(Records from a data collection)
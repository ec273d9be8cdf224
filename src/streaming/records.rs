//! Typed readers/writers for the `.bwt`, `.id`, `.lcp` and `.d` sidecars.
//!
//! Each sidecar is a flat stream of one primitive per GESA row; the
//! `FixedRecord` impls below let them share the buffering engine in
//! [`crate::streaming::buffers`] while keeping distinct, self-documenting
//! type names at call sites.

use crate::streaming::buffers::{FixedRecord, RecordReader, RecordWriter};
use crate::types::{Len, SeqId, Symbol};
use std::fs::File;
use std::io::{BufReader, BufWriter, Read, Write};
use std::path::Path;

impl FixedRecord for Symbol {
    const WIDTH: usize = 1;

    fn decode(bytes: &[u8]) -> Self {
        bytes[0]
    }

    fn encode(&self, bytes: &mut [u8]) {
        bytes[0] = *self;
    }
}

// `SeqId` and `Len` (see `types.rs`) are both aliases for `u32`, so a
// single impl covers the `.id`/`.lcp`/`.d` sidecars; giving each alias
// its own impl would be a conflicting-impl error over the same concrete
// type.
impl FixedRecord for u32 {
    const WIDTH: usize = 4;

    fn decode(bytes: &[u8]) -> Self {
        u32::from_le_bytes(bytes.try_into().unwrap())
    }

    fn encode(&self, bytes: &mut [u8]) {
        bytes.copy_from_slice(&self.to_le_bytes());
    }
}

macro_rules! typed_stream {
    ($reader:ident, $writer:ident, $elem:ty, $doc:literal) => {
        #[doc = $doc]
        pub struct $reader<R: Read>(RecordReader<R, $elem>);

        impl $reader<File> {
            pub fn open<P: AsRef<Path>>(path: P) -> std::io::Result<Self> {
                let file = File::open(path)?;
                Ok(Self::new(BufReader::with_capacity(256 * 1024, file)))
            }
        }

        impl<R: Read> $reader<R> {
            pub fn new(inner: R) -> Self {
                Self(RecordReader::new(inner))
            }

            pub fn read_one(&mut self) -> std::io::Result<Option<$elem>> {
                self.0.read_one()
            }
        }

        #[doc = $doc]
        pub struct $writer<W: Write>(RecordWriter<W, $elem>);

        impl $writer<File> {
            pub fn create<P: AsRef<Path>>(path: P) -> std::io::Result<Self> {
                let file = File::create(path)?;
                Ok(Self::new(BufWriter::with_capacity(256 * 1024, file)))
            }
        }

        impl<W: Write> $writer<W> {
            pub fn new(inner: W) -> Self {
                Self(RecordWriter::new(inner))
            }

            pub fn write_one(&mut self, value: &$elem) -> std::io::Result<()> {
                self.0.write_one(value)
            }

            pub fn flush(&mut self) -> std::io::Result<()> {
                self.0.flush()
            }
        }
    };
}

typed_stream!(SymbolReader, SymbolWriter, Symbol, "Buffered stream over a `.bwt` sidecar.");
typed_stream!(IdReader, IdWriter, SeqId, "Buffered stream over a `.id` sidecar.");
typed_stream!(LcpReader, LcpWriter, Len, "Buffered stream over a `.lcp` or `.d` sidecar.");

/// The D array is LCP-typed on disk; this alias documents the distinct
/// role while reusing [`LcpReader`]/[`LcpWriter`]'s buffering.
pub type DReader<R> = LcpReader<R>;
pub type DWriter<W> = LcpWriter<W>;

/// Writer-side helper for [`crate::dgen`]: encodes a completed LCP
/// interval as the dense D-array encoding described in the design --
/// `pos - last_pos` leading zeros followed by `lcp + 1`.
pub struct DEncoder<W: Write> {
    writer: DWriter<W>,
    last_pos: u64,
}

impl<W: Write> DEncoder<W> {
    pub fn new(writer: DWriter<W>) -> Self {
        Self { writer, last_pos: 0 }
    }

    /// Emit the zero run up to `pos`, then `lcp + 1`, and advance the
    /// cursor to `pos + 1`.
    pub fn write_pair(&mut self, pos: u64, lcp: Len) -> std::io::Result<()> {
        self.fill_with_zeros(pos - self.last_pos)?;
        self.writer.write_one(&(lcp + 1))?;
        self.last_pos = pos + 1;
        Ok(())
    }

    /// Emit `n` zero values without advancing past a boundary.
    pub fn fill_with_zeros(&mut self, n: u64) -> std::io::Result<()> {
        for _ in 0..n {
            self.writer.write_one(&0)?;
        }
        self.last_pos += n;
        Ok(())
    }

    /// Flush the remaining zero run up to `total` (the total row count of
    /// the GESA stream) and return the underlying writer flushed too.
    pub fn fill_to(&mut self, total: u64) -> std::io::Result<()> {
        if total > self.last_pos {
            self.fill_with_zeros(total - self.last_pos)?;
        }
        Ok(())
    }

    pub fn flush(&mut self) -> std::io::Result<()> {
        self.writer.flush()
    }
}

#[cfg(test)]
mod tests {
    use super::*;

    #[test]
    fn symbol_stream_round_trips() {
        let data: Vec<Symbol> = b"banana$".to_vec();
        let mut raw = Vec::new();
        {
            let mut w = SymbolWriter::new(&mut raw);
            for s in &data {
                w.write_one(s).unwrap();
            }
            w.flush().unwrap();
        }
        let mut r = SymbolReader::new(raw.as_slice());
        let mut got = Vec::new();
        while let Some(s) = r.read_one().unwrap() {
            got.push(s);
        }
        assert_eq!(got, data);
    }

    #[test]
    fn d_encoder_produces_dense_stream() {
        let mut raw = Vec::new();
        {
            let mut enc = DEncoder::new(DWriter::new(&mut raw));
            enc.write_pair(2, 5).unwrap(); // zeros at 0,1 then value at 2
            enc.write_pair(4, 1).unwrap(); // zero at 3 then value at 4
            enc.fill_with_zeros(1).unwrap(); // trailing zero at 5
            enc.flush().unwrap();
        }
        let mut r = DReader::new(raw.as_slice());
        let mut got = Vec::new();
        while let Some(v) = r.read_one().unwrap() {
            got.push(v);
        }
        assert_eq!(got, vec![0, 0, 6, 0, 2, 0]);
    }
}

## Your goal
Check each line of the data above for the string "path", and copy the ones that have it.

## Task response
use std::path::Path;
            pub fn open<P: AsRef<Path>>(path: P) -> std::io::Result<Self> {
                let file = File::open(path)?;
            pub fn create<P: AsRef<Path>>(path: P) -> std::io::Result<Self> {
                let file = File::create(path)?;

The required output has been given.